Saeko Zōgō (藏合 紗恵子, Zōgō Saeko) is a Japanese actress, voice actress and singer from Tsuyama, Okayama Prefecture, Japan. She is affiliated with Production Ace. Her major roles are: Ichiyon (M14) in Upotte!!, Nadeshiko Sōma in Isuca, Freon Flamel in Sky Wizards Academy, Sōji Okita in Dai-Shogun – Great Revolution, and Shiori Itsuka in Date A Live II. She and fellow voice actress Kaori Sadohara were part of a duo called Two-Formula who sang songs on Isuca and Noucome.

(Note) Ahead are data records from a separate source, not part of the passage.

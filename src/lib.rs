//! Configuration front end for a JVM class shrinker
//!
//! Compiles a keep-rule configuration language into reusable matcher
//! pipelines, and links program and library class pools so the pipelines and
//! consistency checkers can run over a resolved class graph.

pub mod app_view;
pub mod config;
pub mod errors;
pub mod jvm;
pub mod link;
pub mod matcher;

She announced her marriage on May 21, 2017.

==Filmography==
===Anime===

| Year | Title | Role | Notes | Source |
|---|---|---|---|---|
| 2009 | Heaven's Lost Property | Various Characters |  |  |
| 2010 | Omamori Himari | Child |  |  |
| 2010 | Giant Killing | Yoshio Fukazawa |  |  |
| 2010 | Heaven's Lost Property Forte | Maeko Asaka |  |  |
| 2011 | Sekai-ichi Hatsukoi | Various Characters | Also Season 2 |  |
| 2011 | Deadman Wonderland | Harumi |  |  |
| 2011 | R-15 | Shimon Tegakari |  |  |
| 2011–2014 | Maken-ki! series | Chacha Akaza |  |  |
| 2012 | Upotte!! | Ichiyon (M14) | Also OVA |  |
| 2012 | Jigoku Youchien | Kerubero-kun | Crowdsourced web-shorts project |  |
| 2013 | Problem Children Are Coming from Another World, Aren't They? | Caroro Gandack, Algor |  |  |
| 2013 | Blood Lad | Sakurako |  |  |
| 2013 | Fate/kaleid liner Prisma Illya | Child |  |  |
| 2013 | BlazBlue Alter Memory | Gii |  |  |
| 2013 | My Mental Choices are Completely Interfering with my School Romantic Comedy | Class Rep |  |  |
| 2014 | Dai-Shogun – Great Revolution | Okita Sōji |  |  |
| 2014 | Chaika – The Coffin Princess series | Chaika Bohdan | Two seasons |  |
| 2014 | Date A Live II | Shiori Itsuka |  |  |
| 2014 | Love Stage!! | Gagarull ガガルル |  |  |
| 2014 | Tokyo ESP | Rū Ryūshi |  |  |
| 2014 | Amagi Brilliant Park | Chiba Mama チバママ |  |  |
| 2015 | The Testament of Sister New Devil | Shiho Aikawa | Also Burst |  |
| 2015 | Isuca | Nadeshiko Sōma |  |  |
| 2015 | Triage X | Siren サイレン |  |  |
| 2015 | Sky Wizards Academy | Freon Flamel |  |  |
| 2016 | Qualidea Code | Student |  |  |
| 2017 | Idol Jihen | Konatsu Sanjō |  |  |

===Video games===

| Year | Title | Role | Notes | Source |
|---|---|---|---|---|
| 2015 | Fallout 4 | Cait | PS4, Xbox One |  |
| 2017 | For Honor | Kensei | PC, PS4, Xbox One |  |

- Granado Espada (Adelina Esperanza)

===Dubbing===
====Live-action====
- American Graffiti (Budda)
- Blue Crush 2 (The Roxy Rep)
- District 9 (Phyllis Sinderson)
- Marley & Me: The Puppy Years (Axel)
- The New Daughter (Pam)
- Red Lights (Rina)
- Ruby Sparks (Mabel)
- Saw 3D (Joan, Kara)
- Scream 4 (Jenny Randall)
- Taken (Ingrid)
- Titanic (Dorothy Gibson)
- The Ward (Tammy)

====Animation====
- Sofia the First (James)
- Steven Universe (Sapphire)

==Discography==
===Singles===
- "Reach for Light" (Nippon Columbia, February 12, 2014) – Reached number 111 at Oricon.
- "Upon a Star" (Nippon Columbia, June 4, 2014)
- "Triage" – Saeko Zogo Feat. Nagareda Project (Nippon Columbia, April 29, 2015) – Reached number 92 at Oricon.

====As Two-Formula====
- "Somebody to Love" (5pb records, January 28, 2015) – ending theme song from Isuca. Reached number 135 at Oricon.
- "Taiyou to Tsuki no CROSS" (太陽と月のCROSS) (5pb records, November 27, 2013) – theme song from Noucome. Reached number 83 at Oricon.